*Task instructions*
Beginning with the line that contains "tx.insert_flow(flow).await?;" in the material below, print each line exactly until the line that contains "let old = self.require_flow(&mut" has been printed, then stop.

*Material for this task*
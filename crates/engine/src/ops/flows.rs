use std::collections::HashMap;

use uuid::Uuid;

use crate::{
    Amount, Currency, EditFlowCmd, EngineError, Flow, FlowEntry, RecordFlowCmd, ResultEngine,
    SetBalanceCmd, Wallet, store::StoreTx, util::normalize_text,
};

use super::{Balances, Engine, with_tx};

fn overflow() -> EngineError {
    EngineError::InvalidAmount("balance overflow".to_string())
}

/// Move the balance of `currency` by `delta` and persist the new value.
async fn adjust_balance(
    tx: &mut dyn StoreTx,
    wallet: &mut Wallet,
    currency: Currency,
    delta: Amount,
) -> ResultEngine<()> {
    let balance = wallet.apply(currency, delta)?;
    tx.put_balance(wallet.id, currency, balance).await
}

/// Resolve operator usernames for display.
pub(super) async fn with_operators(
    tx: &mut dyn StoreTx,
    flows: Vec<Flow>,
) -> ResultEngine<Vec<FlowEntry>> {
    let mut names: HashMap<Uuid, String> = HashMap::new();
    let mut entries = Vec::with_capacity(flows.len());
    for flow in flows {
        let operator = match names.get(&flow.operator_id) {
            Some(name) => name.clone(),
            None => {
                let name = tx
                    .user(flow.operator_id)
                    .await?
                    .map(|user| user.username)
                    .unwrap_or_default();
                names.insert(flow.operator_id, name.clone());
                name
            }
        };
        entries.push(FlowEntry { flow, operator });
    }
    Ok(entries)
}

impl Engine {
    /// Append a flow and add its amount to the wallet balance in the flow
    /// currency, creating the balance entry when absent.
    ///
    /// Returns the flow id and the balances after the change.
    pub async fn record_flow(&self, cmd: RecordFlowCmd) -> ResultEngine<(Uuid, Balances)> {
        let flow = Flow {
            id: Uuid::new_v4(),
            wallet_id: cmd.wallet_id,
            amount: cmd.amount,
            currency: cmd.currency,
            category_id: cmd.category_id,
            description: normalize_text(&cmd.description),
            created_at: cmd.created_at,
            operator_id: cmd.user_id,
        };

        with_tx!(self, lock cmd.wallet_id, |tx| {
            let mut wallet = self.require_wallet(&mut *tx, flow.wallet_id, flow.operator_id).await?;
            self.require_category(&mut *tx, flow.category_id).await?;
            self.append_flow(&mut *tx, &mut wallet, &flow).await?;
            Ok((flow.id, wallet.balances))
        })
    }

    /// Correct the balance of one currency to `target`.
    ///
    /// Records a flow of `target - current` (current is zero when the wallet
    /// never held the currency), so afterwards the balance equals `target`.
    pub async fn set_balance(&self, cmd: SetBalanceCmd) -> ResultEngine<(Uuid, Balances)> {
        let description = normalize_text(&cmd.description);

        with_tx!(self, lock cmd.wallet_id, |tx| {
            let mut wallet = self.require_wallet(&mut *tx, cmd.wallet_id, cmd.user_id).await?;
            self.require_category(&mut *tx, cmd.category_id).await?;
            let current = wallet.balance(cmd.currency).unwrap_or(Amount::ZERO);
            let diff = cmd.target.checked_sub(current).ok_or_else(overflow)?;
            let flow = Flow {
                id: Uuid::new_v4(),
                wallet_id: cmd.wallet_id,
                amount: diff,
                currency: cmd.currency,
                category_id: cmd.category_id,
                description: description.clone(),
                created_at: chrono::Utc::now(),
                operator_id: cmd.user_id,
            };
            self.append_flow(&mut *tx, &mut wallet, &flow).await?;
            Ok((flow.id, wallet.balances))
        })
    }

    async fn append_flow(
        &self,
        tx: &mut dyn StoreTx,
        wallet: &mut Wallet,
        flow: &Flow,
    ) -> ResultEngine<()> {
        adjust_balance(tx, wallet, flow.currency, flow.amount).await?;
        tx.insert_flow(flow).await?;
        tracing::debug!(
            wallet_id = %wallet.id,
            flow_id = %flow.id,
            amount = %flow.amount,
            currency = %flow.currency,
            "flow recorded"
        );
        Ok(())
    }

    /// Wallet of a flow the user may access.
    ///
    /// The wallet id of a flow never changes, so it can be resolved before
    /// taking the wallet lock.
    async fn flow_wallet(&self, flow_id: Uuid, user_id: Uuid) -> ResultEngine<Uuid> {
        with_tx!(self, |tx| {
            let flow = self.require_flow(&mut *tx, flow_id, user_id).await?;
            Ok(flow.wallet_id)
        })
    }

    /// Rewrite a flow: its old amount leaves the old currency balance, the new
    /// amount enters the new currency balance, and the acting user becomes the
    /// operator. The creation time is kept.
    pub async fn edit_flow(&self, cmd: EditFlowCmd) -> ResultEngine<Balances> {
        let wallet_id = self.flow_wallet(cmd.flow_id, cmd.user_id).await?;
        let description = normalize_text(&cmd.description);

        with_tx!(self, lock wallet_id, |tx| {
            let old = self.require_flow(&mut *tx, cmd.flow_id, cmd.user_id).await?;
            let mut wallet = self.require_wallet(&mut *tx, old.wallet_id, cmd.user_id).await?;
            self.require_category(&mut *tx, cmd.category_id).await?;

            let reverse = old.amount.checked_neg().ok_or_else(overflow)?;
            adjust_balance(&mut *tx, &mut wallet, old.currency, reverse).await?;
            adjust_balance(&mut *tx, &mut wallet, cmd.currency, cmd.amount).await?;

            let flow = Flow {
                amount: cmd.amount,
                currency: cmd.currency,
                category_id: cmd.category_id,
                description: description.clone(),
                operator_id: cmd.user_id,
                ..old
            };
            tx.update_flow(&flow).await?;
            tracing::debug!(%wallet_id, flow_id = %flow.id, "flow edited");
            Ok(wallet.balances)
        })
    }

    /// Remove a flow and take its amount back out of the balance.
    ///
    /// The balance entry stays, possibly at zero.
    pub async fn delete_flow(&self, flow_id: Uuid, user_id: Uuid) -> ResultEngine<Balances> {
        let wallet_id = self.flow_wallet(flow_id, user_id).await?;

        with_tx!(self, lock wallet_id, |tx| {
            let flow = self.require_flow(&mut *tx, flow_id, user_id).await?;
            let mut wallet = self.require_wallet(&mut *tx, flow.wallet_id, user_id).await?;
            let reverse = flow.amount.checked_neg().ok_or_else(overflow)?;
            adjust_balance(&mut *tx, &mut wallet, flow.currency, reverse).await?;
            tx.delete_flow(flow.id).await?;
            tracing::debug!(%wallet_id, %flow_id, "flow deleted");
            Ok(wallet.balances)
        })
    }

    pub async fn flow(&self, flow_id: Uuid, user_id: Uuid) -> ResultEngine<Flow> {
        with_tx!(self, |tx| self.require_flow(&mut *tx, flow_id, user_id).await)
    }

    /// Flows of a wallet, newest first, with operator usernames.
    pub async fn flows(&self, wallet_id: Uuid, user_id: Uuid) -> ResultEngine<Vec<FlowEntry>> {
        with_tx!(self, |tx| {
            self.require_wallet_owner(&mut *tx, wallet_id, user_id).await?;
            let flows = tx.flows_for_wallets(&[wallet_id]).await?;
            with_operators(&mut *tx, flows).await
        })
    }
}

*Answer*
        tx.insert_flow(flow).await?;
        tracing::debug!(
            wallet_id = %wallet.id,
            flow_id = %flow.id,
            amount = %flow.amount,
            currency = %flow.currency,
            "flow recorded"
        );
        Ok(())
    }

    /// Wallet of a flow the user may access.
    ///
    /// The wallet id of a flow never changes, so it can be resolved before
    /// taking the wallet lock.
    async fn flow_wallet(&self, flow_id: Uuid, user_id: Uuid) -> ResultEngine<Uuid> {
        with_tx!(self, |tx| {
            let flow = self.require_flow(&mut *tx, flow_id, user_id).await?;
            Ok(flow.wallet_id)
        })
    }

    /// Rewrite a flow: its old amount leaves the old currency balance, the new
    /// amount enters the new currency balance, and the acting user becomes the
    /// operator. The creation time is kept.
    pub async fn edit_flow(&self, cmd: EditFlowCmd) -> ResultEngine<Balances> {
        let wallet_id = self.flow_wallet(cmd.flow_id, cmd.user_id).await?;
        let description = normalize_text(&cmd.description);

        with_tx!(self, lock wallet_id, |tx| {
            let old = self.require_flow(&mut *tx, cmd.flow_id, cmd.user_id).await?;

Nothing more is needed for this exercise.